TSM, un groupe qui investit et se diversifie

TSM (Thomas Services Maritimes), groupe familial d’origine rouennaise fort de ses 113 années d’expérience dans le remorquage portuaire, ne cesse d’investir dans des engins neufs performants, de s’étendre et de se diversifier. Une stratégie pas toujours récompensée.

"TSM c’est plutôt une marque commerciale qui fédère nos navires. Mais notre groupe est composé de diverses sociétés indépendantes habitées par la même philosophie qui est : comment répondre au mieux aux besoins de nos clients", explique Loïc Thomas aujourd’hui à la tête du groupe familial.

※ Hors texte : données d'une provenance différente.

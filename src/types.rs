//! Core data types for decoded request parameters and form fields.

use std::collections::HashMap;

// =============================================================================
// Ordered multi-map
// =============================================================================

/// Ordered mapping from key to a non-empty list of values.
///
/// Keys keep the order of their first occurrence, values keep the order in
/// which they appeared. A side index keeps lookups O(1).
#[derive(Debug, Clone, PartialEq, Eq)]
pub struct MultiMap<V> {
    entries: Vec<(String, Vec<V>)>,
    index: HashMap<String, usize>,
}

impl<V> Default for MultiMap<V> {
    fn default() -> Self {
        Self {
            entries: Vec::new(),
            index: HashMap::new(),
        }
    }
}

impl<V> MultiMap<V> {
    pub fn new() -> Self {
        Self::default()
    }

    /// Append a value under `key`, creating the entry on first occurrence.
    pub fn push(&mut self, key: impl Into<String>, value: V) {
        let key = key.into();
        match self.index.get(&key) {
            Some(&pos) => self.entries[pos].1.push(value),
            None => {
                self.index.insert(key.clone(), self.entries.len());
                self.entries.push((key, vec![value]));
            }
        }
    }

    /// Values recorded for `key`, in input order.
    pub fn get(&self, key: &str) -> Option<&[V]> {
        self.index
            .get(key)
            .map(|&pos| self.entries[pos].1.as_slice())
    }

    #[inline]
    pub fn len(&self) -> usize {
        self.entries.len()
    }

    #[inline]
    pub fn is_empty(&self) -> bool {
        self.entries.is_empty()
    }

    /// Iterate entries in first-occurrence order.
    pub fn iter(&self) -> impl Iterator<Item = (&str, &[V])> {
        self.entries
            .iter()
            .map(|(key, values)| (key.as_str(), values.as_slice()))
    }

    /// Keys in first-occurrence order.
    pub fn keys(&self) -> impl Iterator<Item = &str> {
        self.entries.iter().map(|(key, _)| key.as_str())
    }

    /// Entries sorted by key (byte order), for deterministic display.
    pub fn sorted(&self) -> Vec<(&str, &[V])> {
        let mut entries: Vec<_> = self.iter().collect();
        entries.sort_by(|a, b| a.0.cmp(b.0));
        entries
    }

    /// Apply `f` to every value, keeping keys and order.
    pub fn map_values<U>(self, mut f: impl FnMut(V) -> U) -> MultiMap<U> {
        MultiMap {
            entries: self
                .entries
                .into_iter()
                .map(|(key, values)| (key, values.into_iter().map(&mut f).collect()))
                .collect(),
            index: self.index,
        }
    }
}

/// Decoded query string or URL-encoded body: key -> values.
pub type ParameterMap = MultiMap<String>;

/// Decoded form body: key -> fields.
pub type FieldMap = MultiMap<FormField>;

// =============================================================================
// Form fields
// =============================================================================

/// A single decoded form field.
///
/// A multipart part carrying a `filename` attribute is always an
/// [`FormField::UploadedFile`]; its content is discarded.
#[derive(Debug, Clone, PartialEq, Eq)]
pub enum FormField {
    /// Plain text value.
    Value(String),
    /// Uploaded file, identified by its client-supplied filename.
    UploadedFile(String),
}

// =============================================================================
// Body decoding result
// =============================================================================

/// Outcome of decoding a request body.
#[derive(Debug, Clone, PartialEq, Eq)]
pub enum BodyResult {
    /// The request method does not carry a form body.
    NotApplicable,
    /// No body was declared (missing, zero, negative or non-numeric length).
    Empty,
    /// Decoded fields (possibly none).
    Fields(FieldMap),
    /// The body could not be decoded; the message is shown to the user.
    DecodeError(String),
}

À Rouen, berceau historique de l’entreprise, la Sormar emploie 40 marins pour sept engins, dont quatre de nouvelle génération du type ASD. Cinq sont basés au Val-de-la-Haye, en aval de Rouen, et deux à Port-Jérôme pour servir les terminaux aval du Grand Port maritime (GPMR). Après deux ans de réflexions collectives, le chef d’entreprise est parvenu à mettre en place une nouvelle organisation du travail permettant des gains de productivité de 25 %. "L’objectif de ce travail réalisé en interne et avec nos clients était d’assurer un meilleur service tout en permettant de poursuivre les investissements pour la modernisation de la flottille", souligne Loïc Thomas.

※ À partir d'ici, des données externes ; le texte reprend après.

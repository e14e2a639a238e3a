//! Request data decoding: query strings and form bodies.

mod body;
mod multipart;
mod parser;

pub use body::{
    decode_body, is_body_method, parse_declared_length, BodyDecode, BodyLimits, RawPreview,
    DEFAULT_MAX_BODY_SIZE, PREVIEW_LIMIT, PREVIEW_MAX_BODY,
};
pub use multipart::{extract_boundary, parse_multipart};
pub use parser::{form_decode, parse_query_string};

"Nous disposons d’une flotte moderne et adaptée"

Depuis 2002, le groupe rouennais assure également, à la suite des Abeilles, le remorquage portuaire à Bordeaux avec quatre engins dont trois neufs. "Certes le port a subi quelques secousses avec l’arrêt de la ligne MSC mais il s’appuie sur des fondamentaux, son positionnement géographique et des projets de développement sont possibles, d’autant que pour notre part nous disposons d’une flotte moderne et adaptée", assure le patron de TSM. Depuis le rachat d'Iroise Mer il y a cinq ans, le groupe normand a fait aussi de Brest un pôle maritime capable d’intervenir partout en France et même en Europe pour des travaux maritime complexes, des transports divers et même du remorquage hauturier grâce à un ensemble de sept unités polyvalentes ou spécialisées, dont certaines de conception très récente. L’objectif était cette fois d’être également au service des projets touchant les énergies marines renouvelables (EMR), l’une des passions de Loïc Thomas. D’où une certaine déception chez lui de n’avoir hérité que de quelques miettes dans les gros travaux d’études effectués ces derniers mois pour l’éolien offshore, notamment à Saint-Nazaire et Dieppe-Le Tréport.

Des marins 100 % français

"On nous demande de participer à la création d’une filière industrielle nationale, ce que nous faisons en investissant dans des unités adaptées et performantes. Et nous sommes oubliés des grands donneurs d’ordres. Je vous rappelle que tous nos bateaux sont armés avec des marins 100 % français, que nous créons des emplois qualifiés et d’avenir. Nos compétences et nos efforts ne sont pas à mes yeux assez bien pris en compte", regrette Loïc Thomas qui rappelle au passage avoir fait construire treize unités neuves en dix ans. Pour clore les activités de TSM, il convient de ne pas oublier que le groupe est également présent à Dieppe depuis cinq ans et Sète depuis deux ans, pour des prestations de remorquage portuaire mais aussi des travaux maritimes divers. Enfin, parmi les combats de Loïc Thomas figure en bonne place l’obtention auprès de l’administration d’armer à trois hommes d’équipage ses remorqueurs, feu vert qu’il a obtenu pour les travaux maritimes. "Cette problématique est un peu mise en sommeil mais la situation reste très paradoxale, sachant que dans les deux cas les engins sont modernes, performants et identiques et que bien souvent les travaux maritimes nécessitent davantage de main-d’œuvre sur le pont", sourit le chef d’entreprise normand qui affirme rester "plein d’optimisme". "Il existe des possibilités de développer nos activités dans nos métiers passionnants", assure-t-il.